• PROBLEM TO SOLVE:
Please repeat the lines below, exactly and only, from the one that holds "if let Some(brand)" through the one that holds "if let Some(content)".

(Stored data entries)
//! Input validation for drafts and patches
//!
//! Repositories store whatever they are given; callers (the showroom
//! service, the CLI) validate before calling the persistence contract.

use crate::errors::{RenovaError, Result};
use crate::model::{
    CarDraft, CarPatch, InboxMessageDraft, MessageKind, NewsPostDraft, NewsPostPatch,
    TestimonialDraft, TestimonialPatch, UserDraft,
};

const MIN_YEAR: u16 = 1900;
const MAX_YEAR: u16 = 2100;

pub trait Validate {
    /// # Errors
    ///
    /// `InvalidInput` naming the first offending field.
    fn validate(&self) -> Result<()>;
}

fn require_text(field: &str, value: &str) -> Result<()> {
    if value.trim().is_empty() {
        return Err(RenovaError::invalid(field, "must not be empty").into());
    }
    Ok(())
}

fn require_email(field: &str, value: &str) -> Result<()> {
    let value = value.trim();
    let well_formed = value
        .split_once('@')
        .is_some_and(|(local, domain)| !local.is_empty() && domain.contains('.'));
    if !well_formed {
        return Err(RenovaError::invalid(field, "must be an email address").into());
    }
    Ok(())
}

fn check_price(price: u64) -> Result<()> {
    if price == 0 {
        return Err(RenovaError::invalid("price", "must be greater than zero").into());
    }
    Ok(())
}

fn check_year(year: u16) -> Result<()> {
    if !(MIN_YEAR..=MAX_YEAR).contains(&year) {
        return Err(RenovaError::invalid(
            "year",
            format!("must be between {} and {}", MIN_YEAR, MAX_YEAR),
        )
        .into());
    }
    Ok(())
}

fn check_seats(seats: u8) -> Result<()> {
    if seats == 0 {
        return Err(RenovaError::invalid("seats", "must be at least 1").into());
    }
    Ok(())
}

fn check_rating(rating: u8) -> Result<()> {
    if !(1..=5).contains(&rating) {
        return Err(RenovaError::invalid("rating", "must be between 1 and 5").into());
    }
    Ok(())
}

impl Validate for CarDraft {
    fn validate(&self) -> Result<()> {
        require_text("name", &self.name)?;
        require_text("brand", &self.brand)?;
        check_price(self.price)?;
        check_year(self.year)?;
        check_seats(self.seats)
    }
}

impl Validate for CarPatch {
    fn validate(&self) -> Result<()> {
        if let Some(name) = &self.name {
            require_text("name", name)?;
        }
        if let Some(brand) = &self.brand {
            require_text("brand", brand)?;
        }
        if let Some(price) = self.price {
            check_price(price)?;
        }
        if let Some(year) = self.year {
            check_year(year)?;
        }
        if let Some(seats) = self.seats {
            check_seats(seats)?;
        }
        Ok(())
    }
}

impl Validate for NewsPostDraft {
    fn validate(&self) -> Result<()> {
        require_text("title", &self.title)?;
        require_text("content", &self.content)
    }
}

impl Validate for NewsPostPatch {
    fn validate(&self) -> Result<()> {
        if let Some(title) = &self.title {
            require_text("title", title)?;
        }
        if let Some(content) = &self.content {
            require_text("content", content)?;
        }
        Ok(())
    }
}

impl Validate for TestimonialDraft {
    fn validate(&self) -> Result<()> {
        require_text("name", &self.name)?;
        require_text("comment", &self.comment)?;
        check_rating(self.rating)
    }
}

impl Validate for TestimonialPatch {
    fn validate(&self) -> Result<()> {
        if let Some(rating) = self.rating {
            check_rating(rating)?;
        }
        if let Some(comment) = &self.comment {
            require_text("comment", comment)?;
        }
        Ok(())
    }
}

impl Validate for InboxMessageDraft {
    fn validate(&self) -> Result<()> {
        require_text("name", &self.name)?;
        require_email("email", &self.email)?;
        require_text("message", &self.message)?;

        if self.kind == MessageKind::TestDrive {
            require_text("phone", self.phone.as_deref().unwrap_or_default())?;
            require_text("carName", self.car_name.as_deref().unwrap_or_default())?;
            if self.booking_date.is_none() {
                return Err(RenovaError::invalid("bookingDate", "required for a test drive").into());
            }
        }
        Ok(())
    }
}

impl Validate for UserDraft {
    fn validate(&self) -> Result<()> {
        require_text("name", &self.name)?;
        require_email("email", &self.email)
    }
}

• WRITTEN ANSWER:
        if let Some(brand) = &self.brand {
            require_text("brand", brand)?;
        }
        if let Some(price) = self.price {
            check_price(price)?;
        }
        if let Some(year) = self.year {
            check_year(year)?;
        }
        if let Some(seats) = self.seats {
            check_seats(seats)?;
        }
        Ok(())
    }
}

impl Validate for NewsPostDraft {
    fn validate(&self) -> Result<()> {
        require_text("title", &self.title)?;
        require_text("content", &self.content)
    }
}

impl Validate for NewsPostPatch {
    fn validate(&self) -> Result<()> {
        if let Some(title) = &self.title {
            require_text("title", title)?;
        }
        if let Some(content) = &self.content {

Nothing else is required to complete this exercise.